In bear markets, there are several ways of making money, but most are speculative. Examples include shorting stocks (where your potential for loss is unlimited) and buying puts (which are very volatile and have expiration dates). However, there is a less risky way of playing the market on the short side, and that is through the use of bearish exchange traded funds also known as ETFs.
An example is ProShares Short Dow30 (DOG), an ETF which invests in derivatives with a goal of the inverse of the daily performance of the Dow Jones Industrial Average Index. This ETF was up 1.6% during the last month, versus the Trading-Inverse Equity category which was down 7.48% and the S&P 500 was down 1.13%.
If you are negative on NASDAQ stocks, you may want to consider the ProShares Short QQQ (PSQ) ETF, which has a goal of attempting to achieve the opposite of the daily performance of the NASDAQ-100 Index. The ETF is up 0.98 for the last month.
For investors who think that small cap stocks are in for a continuing downturn, the ProShares Short SmallCap600 (SBB) is an option. This ETF attempts to achieve the inverse of the daily performance of the S&P SmallCap 600 Index. The ETF was up 1.12% for the latest month.

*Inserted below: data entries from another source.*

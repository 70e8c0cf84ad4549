//! Data models for surveillance case ingestion
//!
//! This module contains the canonical case record produced by the ingestion
//! pipeline, the vocabulary enums it is validated against, the fully-typed
//! record handed to the case sink, and the import audit record.

use crate::{Error, Result};
use chrono::{DateTime, NaiveDate, Utc};
use serde::{Deserialize, Serialize};
use std::collections::BTreeMap;
use std::str::FromStr;

pub mod audit;

// =============================================================================
// Vocabulary Enums
// =============================================================================

/// WOAH-style animal classification for a case record
#[derive(Debug, Clone, Copy, PartialEq, Eq, Hash, Serialize, Deserialize)]
#[serde(rename_all = "snake_case")]
pub enum AnimalCategory {
    Poultry,
    DairyCattle,
    WildBird,
    WildMammal,
    DomesticMammal,
    Other,
}

impl AnimalCategory {
    /// All valid animal category values
    pub const ALL: &'static [AnimalCategory] = &[
        AnimalCategory::Poultry,
        AnimalCategory::DairyCattle,
        AnimalCategory::WildBird,
        AnimalCategory::WildMammal,
        AnimalCategory::DomesticMammal,
        AnimalCategory::Other,
    ];

    /// Canonical string value stored on case records
    pub fn as_str(self) -> &'static str {
        match self {
            AnimalCategory::Poultry => "poultry",
            AnimalCategory::DairyCattle => "dairy_cattle",
            AnimalCategory::WildBird => "wild_bird",
            AnimalCategory::WildMammal => "wild_mammal",
            AnimalCategory::DomesticMammal => "domestic_mammal",
            AnimalCategory::Other => "other",
        }
    }

    /// Check whether a string is a member of the vocabulary
    pub fn is_valid(value: &str) -> bool {
        Self::ALL.iter().any(|c| c.as_str() == value)
    }
}

impl FromStr for AnimalCategory {
    type Err = Error;

    fn from_str(s: &str) -> Result<Self> {
        Self::ALL
            .iter()
            .copied()
            .find(|c| c.as_str() == s)
            .ok_or_else(|| Error::data_validation(format!("invalid animal_category '{}'", s)))
    }
}

impl std::fmt::Display for AnimalCategory {
    fn fmt(&self, f: &mut std::fmt::Formatter<'_>) -> std::fmt::Result {
        write!(f, "{}", self.as_str())
    }
}

/// Investigation status of a case
#[derive(Debug, Clone, Copy, PartialEq, Eq, Hash, Serialize, Deserialize)]
#[serde(rename_all = "snake_case")]
pub enum CaseStatus {
    Suspected,
    Confirmed,
    Resolved,
    UnderInvestigation,
}

impl CaseStatus {
    /// All valid case status values
    pub const ALL: &'static [CaseStatus] = &[
        CaseStatus::Suspected,
        CaseStatus::Confirmed,
        CaseStatus::Resolved,
        CaseStatus::UnderInvestigation,
    ];

    /// Canonical string value stored on case records
    pub fn as_str(self) -> &'static str {
        match self {
            CaseStatus::Suspected => "suspected",
            CaseStatus::Confirmed => "confirmed",
            CaseStatus::Resolved => "resolved",
            CaseStatus::UnderInvestigation => "under_investigation",
        }
    }

    /// Check whether a string is a member of the vocabulary
    pub fn is_valid(value: &str) -> bool {
        Self::ALL.iter().any(|s| s.as_str() == value)
    }
}

impl FromStr for CaseStatus {
    type Err = Error;

    fn from_str(s: &str) -> Result<Self> {
        Self::ALL
            .iter()
            .copied()
            .find(|v| v.as_str() == s)
            .ok_or_else(|| Error::data_validation(format!("invalid status '{}'", s)))
    }
}

impl std::fmt::Display for CaseStatus {
    fn fmt(&self, f: &mut std::fmt::Formatter<'_>) -> std::fmt::Result {
        write!(f, "{}", self.as_str())
    }
}

/// Severity tier derived from outbreak magnitude and species risk
#[derive(Debug, Clone, Copy, PartialEq, Eq, Hash, Serialize, Deserialize)]
#[serde(rename_all = "snake_case")]
pub enum Severity {
    Low,
    Medium,
    High,
    Critical,
}

impl Severity {
    /// All valid severity values
    pub const ALL: &'static [Severity] = &[
        Severity::Low,
        Severity::Medium,
        Severity::High,
        Severity::Critical,
    ];

    /// Canonical string value stored on case records
    pub fn as_str(self) -> &'static str {
        match self {
            Severity::Low => "low",
            Severity::Medium => "medium",
            Severity::High => "high",
            Severity::Critical => "critical",
        }
    }

    /// Check whether a string is a member of the vocabulary
    pub fn is_valid(value: &str) -> bool {
        Self::ALL.iter().any(|s| s.as_str() == value)
    }

    /// Severity tier for an outbreak magnitude
    ///
    /// An unknown or zero count is treated as an individual detection.
    pub fn from_affected_count(affected: Option<i64>) -> Severity {
        use crate::constants::severity_thresholds::{HIGH_MAX, LOW_MAX, MEDIUM_MAX};

        match affected {
            None | Some(0) => Severity::Low,
            Some(n) if n <= LOW_MAX => Severity::Low,
            Some(n) if n <= MEDIUM_MAX => Severity::Medium,
            Some(n) if n <= HIGH_MAX => Severity::High,
            Some(_) => Severity::Critical,
        }
    }
}
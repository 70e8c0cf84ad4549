//! Tests for the dataset normalization pipeline

pub mod commercial_tests;
pub mod external_id_tests;

// Test helper functions and fixtures
use crate::app::models::CaseRecord;
use crate::app::services::normalizer::field_parsers::ColumnMap;
use crate::app::services::normalizer::{DatasetKind, Normalizer, ParseStats};
use csv::StringRecord;

/// Build raw records and a column map from literal headers and rows
pub fn records_from(headers: &[&str], rows: &[&[&str]]) -> (Vec<StringRecord>, ColumnMap) {
    let header_record = StringRecord::from(headers.to_vec());
    let mapping = ColumnMap::from_headers(&header_record);
    let records = rows
        .iter()
        .map(|row| StringRecord::from(row.to_vec()))
        .collect();
    (records, mapping)
}

/// Run the full in-memory normalization pipeline for a dataset
pub fn normalize(
    kind: DatasetKind,
    headers: &[&str],
    rows: &[&[&str]],
) -> (Vec<CaseRecord>, ParseStats) {
    let (records, mapping) = records_from(headers, rows);
    let mut stats = ParseStats::new();
    stats.total_rows = records.len();
    let normalizer = Normalizer::new(kind);
    let out = normalizer.normalize_rows(&records, &mapping, &mut stats);
    stats.records_normalized = out.len();
    (out, stats)
}

/// Header set for the commercial flocks dataset
pub const COMMERCIAL_HEADERS: &[&str] =
    &["County", "State", "Outbreak Date", "Flock Type", "Flock Size"];

/// Header set for the wild-bird detections dataset
pub const WILD_BIRD_HEADERS: &[&str] = &[
    "State",
    "County",
    "Collection Date",
    "Date Detected",
    "HPAI Strain",
    "Bird Species",
    "WOAH Classification",
    "Sampling Method",
    "Submitting Agency",
];

/// Header set for the mammal detections dataset
pub const MAMMAL_HEADERS: &[&str] = &[
    "State",
    "County",
    "Date Collected",
    "Date Detected",
    "HPAI Strain",
    "Species",
];
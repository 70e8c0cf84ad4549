//! Normalization rules for commercial and backyard poultry flock outbreaks
//!
//! Source columns: `County`, `State`, `Outbreak Date`, `Flock Type`,
//! `Flock Size`. Outbreak dates use the literal `MM-DD-YYYY` export format.
//! Repeated reports of the same flock on the same day are one physical
//! outbreak: aggregation keeps one record and multiplies the flock size by
//! the report count.

use super::aggregate::AggregatedGroup;
use super::external_id::{date_key, generate_external_id};
use super::field_parsers::{
    get_optional_field, parse_date_strict, parse_optional_count, title_cased, ColumnMap,
};
use super::{DatasetKind, DraftRow, ParseStats};
use crate::app::models::{AnimalCategory, CaseRecord, CaseStatus, Severity};
use crate::constants::{COMMERCIAL_DATE_FORMAT, DEFAULT_COUNTRY};
use csv::StringRecord;

const COL_COUNTY: &str = "County";
const COL_STATE: &str = "State";
const COL_OUTBREAK_DATE: &str = "Outbreak Date";
const COL_FLOCK_TYPE: &str = "Flock Type";
const COL_FLOCK_SIZE: &str = "Flock Size";

/// Extract typed rows from the commercial flocks export
pub fn extract_rows(
    raw_rows: &[StringRecord],
    mapping: &ColumnMap,
    stats: &mut ParseStats,
) -> Vec<DraftRow> {
    raw_rows
        .iter()
        .map(|record| {
            let date_raw = get_optional_field(record, mapping, COL_OUTBREAK_DATE);
            let case_date =
                date_raw.and_then(|value| parse_date_strict(value, COMMERCIAL_DATE_FORMAT));
            if date_raw.is_some() && case_date.is_none() {
                stats.date_coercions += 1;
            }

            let size_raw = get_optional_field(record, mapping, COL_FLOCK_SIZE);
            let affected = size_raw.and_then(parse_optional_count);
            if size_raw.is_some() && affected.is_none() {
                stats.count_coercions += 1;
            }

            DraftRow {
                county: title_cased(get_optional_field(record, mapping, COL_COUNTY)),
                state_province: title_cased(get_optional_field(record, mapping, COL_STATE)),
                case_date,
                species: get_optional_field(record, mapping, COL_FLOCK_TYPE)
                    .map(|s| s.to_string()),
                affected,
                ..DraftRow::default()
            }
        })
        .collect()
}

/// Grouping key defining one unique outbreak event
///
/// Distinct flock sizes in the same county on the same day remain distinct
/// outbreaks; identical rows are repeat reports of one outbreak.
pub fn group_key(row: &DraftRow) -> String {
    format!(
        "{}|{}|{}|{}|{}",
        row.county.as_deref().unwrap_or(""),
        row.state_province.as_deref().unwrap_or(""),
        date_key(row.case_date),
        row.species.as_deref().unwrap_or(""),
        row.affected.map(|n| n.to_string()).unwrap_or_default(),
    )
}

/// Build the canonical case record for one aggregated outbreak
pub fn finish(group: AggregatedGroup) -> CaseRecord {
    let AggregatedGroup { first, detections } = group;

    let per_report_size = first.affected;
    let total_affected = per_report_size.map(|size| size * detections as i64);

    let description = match (detections, per_report_size, total_affected) {
        (n, Some(size), Some(total)) if n > 1 => Some(format!(
            "Aggregated from {} detections of {} birds each ({} total)",
            n, size, total
        )),
        _ => None,
    };

    let external_id = generate_external_id(
        DatasetKind::Commercial.id_prefix(),
        &[
            first.county.as_deref().unwrap_or(""),
            first.state_province.as_deref().unwrap_or(""),
            &date_key(first.case_date),
            first.species.as_deref().unwrap_or(""),
            &total_affected.map(|n| n.to_string()).unwrap_or_default(),
        ],
    );

    CaseRecord {
        external_id,
        case_date: first.case_date,
        status: CaseStatus::Confirmed.as_str().to_string(),
        severity: Some(
            Severity::from_affected_count(total_affected)
                .as_str()
                .to_string(),
        ),
        animal_category: AnimalCategory::Poultry.as_str().to_string(),
        animal_species: first.species,
        animals_affected: total_affected,
        country: DEFAULT_COUNTRY.to_string(),
        state_province: first.state_province,
        county: first.county,
        data_source: DatasetKind::Commercial.data_source().to_string(),
        description,
        ..CaseRecord::default()
    }
}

Some investors that are bearish and want some real action have the option of using leveraged bearish ETFs. These ETFs can provide twice or three times the the return of an unleveraged ETF. The Direxion Daily Financial Bear 3X Shares (FAZ) has a goal of achieving 300% of the inverse of price performance of the Russell 1000 Financial Services Index. The ETF had an increase of 7.06% for the last month.
One issue to be aware of when investing in these ETFs is that over long periods of time, they may not even come close to matching the inverse of of the index. These ETFs are generally designed to achieve their goals on a day by day basis.